Here are my thoughts from the plane.
(Also: I love the Bronx. The reference to it below isn't meant to be disparaging. The Bronx is just...alive and real and HAPPENING in a raw, brutally honest way that much of America doesn't get to experience. It's holy ground. But those are thoughts for another day.)
___
I can never write on the plane,
Nor can I on the train;
There's too much going on,
Too much of the world on view,
Too much human pain
And joy
And love
And mirth
And sleep
And stress
And--
Flannery!
I know you think
Fiction should show life as it is
Without idealization
Emphasizing the grotesque.
But here's what I think:
Life almost never makes sense to us
And the grotesque is always in sight
Especially if you live in a place like the Bronx;
And, well, maybe what I'm writing
Isn't literature.
Maybe it's just a story
For children to read together and children at heart,
To get their mind off their troubles for awhile,
Like the plays in Little Women: it gave
them something to do with their time
which they might otherwise have wasted.
It's just a game I guess;
I admit it's a game above all;
And Flannery, I can't stand on a shelf with you.

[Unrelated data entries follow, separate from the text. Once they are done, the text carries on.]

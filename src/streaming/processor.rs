//! Line Processor
//!
//! Pulls lines from the input, decodes each one, routes records into the
//! buffer manager and checks the flush threshold after every record. End of
//! input is the only graceful exit: it drains every remaining buffer.
//!
//! ```text
//! line → decode → append → check_and_flush(buffer_size) → next line
//!                                              EOF → drain()
//! ```

use crate::streaming::buffer::StreamBufferManager;
use crate::streaming::clock::StreamingClock;
use crate::streaming::config::TargetConfig;
use crate::streaming::error::TargetError;
use crate::streaming::object_store::ObjectStore;
use crate::streaming::protocol::decode_line;
use std::io::Write;
use tokio::io::{AsyncBufRead, AsyncBufReadExt};
use tracing::{error, info};

/// Totals for a completed run
#[derive(Debug, Clone, Copy, Default, PartialEq, Eq)]
pub struct RunSummary {
    /// Input lines consumed
    pub lines: u64,
    /// Records accepted
    pub records: u64,
    /// Objects written
    pub flushes: u64,
}

pub struct LineProcessor<S: ObjectStore, C: StreamingClock, W: Write> {
    manager: StreamBufferManager<S, C, W>,
    buffer_size: usize,
    summary: RunSummary,
}

impl<S: ObjectStore, C: StreamingClock, W: Write> LineProcessor<S, C, W> {
    pub fn new(manager: StreamBufferManager<S, C, W>, buffer_size: usize) -> Self {
        debug_assert!(buffer_size > 0, "buffer_size 0 is reserved for the final drain");
        LineProcessor {
            manager,
            buffer_size,
            summary: RunSummary::default(),
        }
    }

    /// Build a processor writing to the configured bucket
    pub fn from_config(config: &TargetConfig, store: S, clock: C, sink: W) -> Self {
        let manager = StreamBufferManager::new(store, clock, config.bucket_name.clone(), sink);
        Self::new(manager, config.buffer_size)
    }

    /// Handle one input line. Returns the serialized record payload.
    pub async fn process_line(&mut self, line: &str) -> Result<String, TargetError> {
        self.summary.lines += 1;
        let line = line.strip_suffix('\r').unwrap_or(line);

        let message = decode_line(line).map_err(|e| {
            error!(line_number = self.summary.lines, error = %e, "Rejecting input line");
            e
        })?;

        self.manager.append(&message.stream, message.payload.clone());
        self.summary.records += 1;

        let flushed = self.manager.check_and_flush(self.buffer_size).await?;
        self.summary.flushes += flushed.len() as u64;

        Ok(message.payload)
    }

    /// Consume `reader` to end of input, then flush everything left.
    pub async fn run<R: AsyncBufRead + Unpin>(
        &mut self,
        reader: R,
    ) -> Result<RunSummary, TargetError> {
        let mut lines = reader.lines();
        while let Some(line) = lines.next_line().await.map_err(TargetError::Input)? {
            self.process_line(&line).await?;
        }
        self.finish().await
    }

    /// End of input: flush every non-empty buffer regardless of threshold
    pub async fn finish(&mut self) -> Result<RunSummary, TargetError> {
        let drained = self.manager.drain().await?;
        self.summary.flushes += drained.len() as u64;

        info!(
            lines = self.summary.lines,
            records = self.summary.records,
            flushes = self.summary.flushes,
            "Input exhausted, all buffers flushed"
        );
        Ok(self.summary)
    }

    pub fn summary(&self) -> RunSummary {
        self.summary
    }

    pub fn manager(&self) -> &StreamBufferManager<S, C, W> {
        &self.manager
    }
}
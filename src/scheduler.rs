//! The z-level scheduler: drives the merge engine across layers bottom
//! up, staggers mixed flat/tall builds over two offset passes, runs the
//! randomized variation search, and finishes footprints with exposure
//! and material resolution.

use crate::catalog::{HeightClass, LegalSizeCatalog};
use crate::config::{BuildConfig, HeightMode, MaterialMode, MergeOrder};
use crate::error::{PackerError, Result};
use crate::exposure;
use crate::grid::{BrickGrid, Footprint, LayerPatch};
use crate::material;
use crate::merge;
use crate::types::{BrickType, GridPosition};
use rand::rngs::StdRng;
use rand::seq::SliceRandom;
use rand::SeedableRng;
use std::collections::{BTreeMap, BTreeSet};
use std::sync::atomic::{AtomicBool, Ordering};
use std::sync::Arc;

/// Handle for aborting a build from another thread. Polled once per
/// seed cell; a cancelled layer is rolled back whole, so the grid is
/// always left at the last fully committed layer.
#[derive(Debug, Clone, Default)]
pub struct CancelToken(Arc<AtomicBool>);

impl CancelToken {
    pub fn new() -> Self {
        Self::default()
    }

    pub fn cancel(&self) {
        self.0.store(true, Ordering::Relaxed);
    }

    pub fn is_cancelled(&self) -> bool {
        self.0.load(Ordering::Relaxed)
    }
}

/// Summary of a completed build.
#[derive(Debug, Clone, Default)]
pub struct BuildReport {
    /// Total number of committed footprints.
    pub footprint_count: usize,
    /// Distinct (size, type) pairs used, with width/depth normalized
    /// so orientation does not split entries.
    pub bricks_used: BTreeSet<((i32, i32, i32), BrickType)>,
    /// Non-fatal degradations encountered during the build.
    pub warnings: Vec<String>,
}

impl BuildReport {
    pub fn has_warnings(&self) -> bool {
        !self.warnings.is_empty()
    }
}

/// The packing entry point: owns the catalog and configuration, and
/// runs complete builds over caller-provided grids.
pub struct Packer {
    catalog: LegalSizeCatalog,
    config: BuildConfig,
}

impl Packer {
    /// Create a packer with default configuration.
    pub fn new(catalog: LegalSizeCatalog) -> Self {
        Self {
            catalog,
            config: BuildConfig::default(),
        }
    }

    /// Create a packer with custom configuration.
    pub fn with_config(catalog: LegalSizeCatalog, config: BuildConfig) -> Self {
        Self { catalog, config }
    }

    pub fn catalog(&self) -> &LegalSizeCatalog {
        &self.catalog
    }

    pub fn config(&self) -> &BuildConfig {
        &self.config
    }

    /// Run a full build, mutating the grid in place. Derived state is
    /// reset on entry, so re-running on an unchanged grid reproduces
    /// the same result.
    pub fn pack(&self, grid: &mut BrickGrid) -> Result<BuildReport> {
        self.pack_with_cancel(grid, &CancelToken::new())
    }

    /// [`pack`](Self::pack) for callers preferring a functional update.
    pub fn pack_owned(&self, mut grid: BrickGrid) -> Result<(BrickGrid, BuildReport)> {
        let report = self.pack(&mut grid)?;
        Ok((grid, report))
    }

    /// Run a full build with a cancellation handle.
    pub fn pack_with_cancel(&self, grid: &mut BrickGrid, cancel: &CancelToken) -> Result<BuildReport> {
        self.validate_catalog(grid)?;
        grid.reset_derived();

        let layers = layers_bottom_up(grid);
        let passes = match self.config.height_mode {
            HeightMode::Mixed => 2,
            _ => 1,
        };
        log::debug!(
            "packing {} cells across {} layers in {} pass(es)",
            grid.len(),
            layers.len(),
            passes
        );

        let lowest_z = layers.keys().next().copied().unwrap_or(0);
        let mut layer_ordinal: u64 = 0;
        for pass in 0..passes {
            for (&z, seeds) in &layers {
                if passes == 2 && skip_this_layer(pass, lowest_z, z, self.config.offset_brick_layers) {
                    continue;
                }
                self.merge_layer(grid, seeds, layer_ordinal, cancel)?;
                layer_ordinal += 1;
            }
        }

        // Per-pass markers are scan state, not results.
        grid.clear_attempted();

        let z_step = self.config.height_mode.z_step();
        exposure::propagate_all(grid, z_step);

        let mut report = BuildReport::default();
        self.resolve_materials(grid, z_step, &mut report);
        report.footprint_count = grid.footprints().len();
        for footprint in grid.footprints() {
            report
                .bricks_used
                .insert((footprint.size.normalized(), footprint.brick_type));
        }
        log::debug!(
            "packed {} footprints, {} distinct bricks",
            report.footprint_count,
            report.bricks_used.len()
        );
        Ok(report)
    }

    /// Every type present in the grid must be able to fall back to a
    /// 1x1 in every active height class.
    fn validate_catalog(&self, grid: &BrickGrid) -> Result<()> {
        let types: Vec<BrickType> = grid
            .cells()
            .filter(|c| c.draw)
            .map(|c| c.brick_type)
            .collect::<BTreeSet<_>>()
            .into_iter()
            .collect();
        let classes: &[HeightClass] = match self.config.height_mode {
            HeightMode::Flat => &[HeightClass::Flat],
            HeightMode::Tall => &[HeightClass::Tall],
            HeightMode::Mixed => &[HeightClass::Flat, HeightClass::Tall],
        };
        self.catalog.validate(&types, classes)
    }

    /// Merge one layer, scoring `connect_thresh` variants when the
    /// variation search is active and committing only the best.
    fn merge_layer(
        &self,
        grid: &mut BrickGrid,
        seeds: &[GridPosition],
        layer_ordinal: u64,
        cancel: &CancelToken,
    ) -> Result<()> {
        let variants = self.config.effective_connect_thresh() as u64;
        let mut best: Option<(i64, LayerPatch)> = None;
        for variant in 0..variants {
            let (patch, aligned, count) =
                self.merge_layer_variant(grid, seeds, layer_ordinal, variant, cancel)?;
            let score = -((aligned + 2 * count) as i64);
            if variants > 1 {
                log::trace!(
                    "layer {}: variant {} scored {} ({} aligned edges, {} bricks)",
                    layer_ordinal,
                    variant,
                    score,
                    aligned,
                    count
                );
            }
            let improved = best.as_ref().map_or(true, |(s, _)| score > *s);
            if improved {
                best = Some((score, patch));
            }
            // A seam-free variant cannot be beaten on the primary term;
            // skip the remaining variants for this layer.
            if aligned == 0 {
                break;
            }
        }
        if let Some((_, patch)) = best {
            let changes = patch.into_changes();
            grid.apply_changes(changes);
        }
        Ok(())
    }

    fn merge_layer_variant<'g>(
        &self,
        grid: &'g BrickGrid,
        seeds: &[GridPosition],
        layer_ordinal: u64,
        variant: u64,
        cancel: &CancelToken,
    ) -> Result<(LayerPatch<'g>, u32, u32)> {
        let mut order: Vec<GridPosition> = seeds.to_vec();
        if self.config.merge_order == MergeOrder::Random {
            let seed = self
                .config
                .merge_seed
                .wrapping_add(layer_ordinal)
                .wrapping_add(variant);
            order.shuffle(&mut StdRng::seed_from_u64(seed));
        }

        let mut patch = LayerPatch::new(grid);
        let mut aligned = 0u32;
        let mut count = 0u32;
        for &pos in &order {
            if cancel.is_cancelled() {
                // Dropping the patch rolls this layer back.
                return Err(PackerError::Cancelled);
            }
            let available = patch
                .cell(pos)
                .map_or(false, |c| c.draw && c.owner.is_none() && !c.attempted_merge);
            if !available {
                continue;
            }
            let id = merge::attempt_merge(&mut patch, pos, &self.config, &self.catalog)?;
            if let Some(footprint) = patch.footprint(id) {
                aligned += aligned_seam_edges(&patch, footprint);
                count += 1;
            }
        }
        Ok((patch, aligned, count))
    }

    fn resolve_materials(&self, grid: &mut BrickGrid, z_step: i32, report: &mut BuildReport) {
        if self.config.material_mode == MaterialMode::None {
            return;
        }
        for idx in 0..grid.footprints().len() {
            let id = grid.footprints()[idx].id;
            let resolved = material::resolve(grid, id, &self.config, z_step);
            if resolved.is_none() {
                let anchor = grid.footprints()[idx].anchor;
                log::warn!("no material resolved for footprint at {anchor}; assigning none");
                report
                    .warnings
                    .push(format!("no material resolved for footprint at {anchor}"));
            }
            if let Some(footprint) = grid.footprint_mut(id) {
                footprint.material = resolved;
            }
        }
    }
}

/// Drawn cell positions grouped by layer, each layer sorted by (x, y).
fn layers_bottom_up(grid: &BrickGrid) -> BTreeMap<i32, Vec<GridPosition>> {
    let mut layers: BTreeMap<i32, Vec<GridPosition>> = BTreeMap::new();
    for cell in grid.cells().filter(|c| c.draw) {
        layers.entry(cell.loc.z).or_default().push(cell.loc);
    }
    for seeds in layers.values_mut() {
        seeds.sort_by_key(|p| (p.x, p.y));
    }
    layers
}

/// Mixed-mode pass staggering: the first pass starts bricks on every
/// third layer (shifted by the configured offset), the second pass
/// fills the remainder — the way stacked plates and bricks tile in
/// real assemblies.
fn skip_this_layer(pass: u32, lowest_z: i32, z: i32, offset_brick_layers: i32) -> bool {
    let phase = (z - offset_brick_layers - lowest_z).rem_euclid(3);
    match pass {
        0 => phase != 0,
        _ => phase == 0,
    }
}

/// Unit boundary edges of `footprint` sitting directly above a boundary
/// of the footprint below them on the same grid line. Aligned seams
/// stack weakly; the variation search drives them down.
fn aligned_seam_edges(patch: &LayerPatch, footprint: &Footprint) -> u32 {
    let x0 = footprint.anchor.x;
    let x1 = x0 + footprint.size.width - 1;
    let y0 = footprint.anchor.y;
    let y1 = y0 + footprint.size.depth - 1;
    let z_below = footprint.anchor.z - 1;

    let mut aligned = 0;
    for y in y0..=y1 {
        if owner_below(patch, x0, y, z_below).is_some_and(|b| b.anchor.x == x0) {
            aligned += 1;
        }
        if owner_below(patch, x1, y, z_below)
            .is_some_and(|b| b.anchor.x + b.size.width - 1 == x1)
        {
            aligned += 1;
        }
    }
    for x in x0..=x1 {
        if owner_below(patch, x, y0, z_below).is_some_and(|b| b.anchor.y == y0) {
            aligned += 1;
        }
        if owner_below(patch, x, y1, z_below)
            .is_some_and(|b| b.anchor.y + b.size.depth - 1 == y1)
        {
            aligned += 1;
        }
    }
    aligned
}

fn owner_below<'a>(patch: &'a LayerPatch, x: i32, y: i32, z: i32) -> Option<&'a Footprint> {
    patch
        .cell(GridPosition::new(x, y, z))
        .filter(|c| c.draw)
        .and_then(|c| c.owner)
        .and_then(|id| patch.footprint(id))
}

But there's a place for that, too, isn't there?
Of course there is.
On the seventh day, God rested.
It's okay to rest in a story
Every seven days or so.
Especially if, in the story, the world makes sense to us--
But not the people it's happening to.
It gives me hope, I think,
To know that I am the character in my story and not the reader,
Much less the writer;
To know that if my life does not make sense to me
That's perfectly okay--
Because it does make sense
to Someone.
___
Anywho.
Do you ever write free verse? And do you like Flannery O'Connor? And do you have Feelings about the value of lighthearted stories? Chat with me.
Love and prayers,
Megan the Nutmeg
Confession time for me, too: I also write free verse, and I also feel about it the same way you do (i.e. that it expresses what I'm thinking about much more clearly, sometimes, than any other kind of writing). I don't know why, but somehow sometimes it's very clarifying.
ReplyDelete(It made me very happy to see you reference my blog post, and then I went back and read it and was like "the HECK that was a whole entire academic paper, it's a wonder anyone got through it". XD)
But MEGAN. THIS POEM THOUGH. It reminds me of an Andrew Peterson song, a little? Not a specific one. Just in the way it's written. I love it.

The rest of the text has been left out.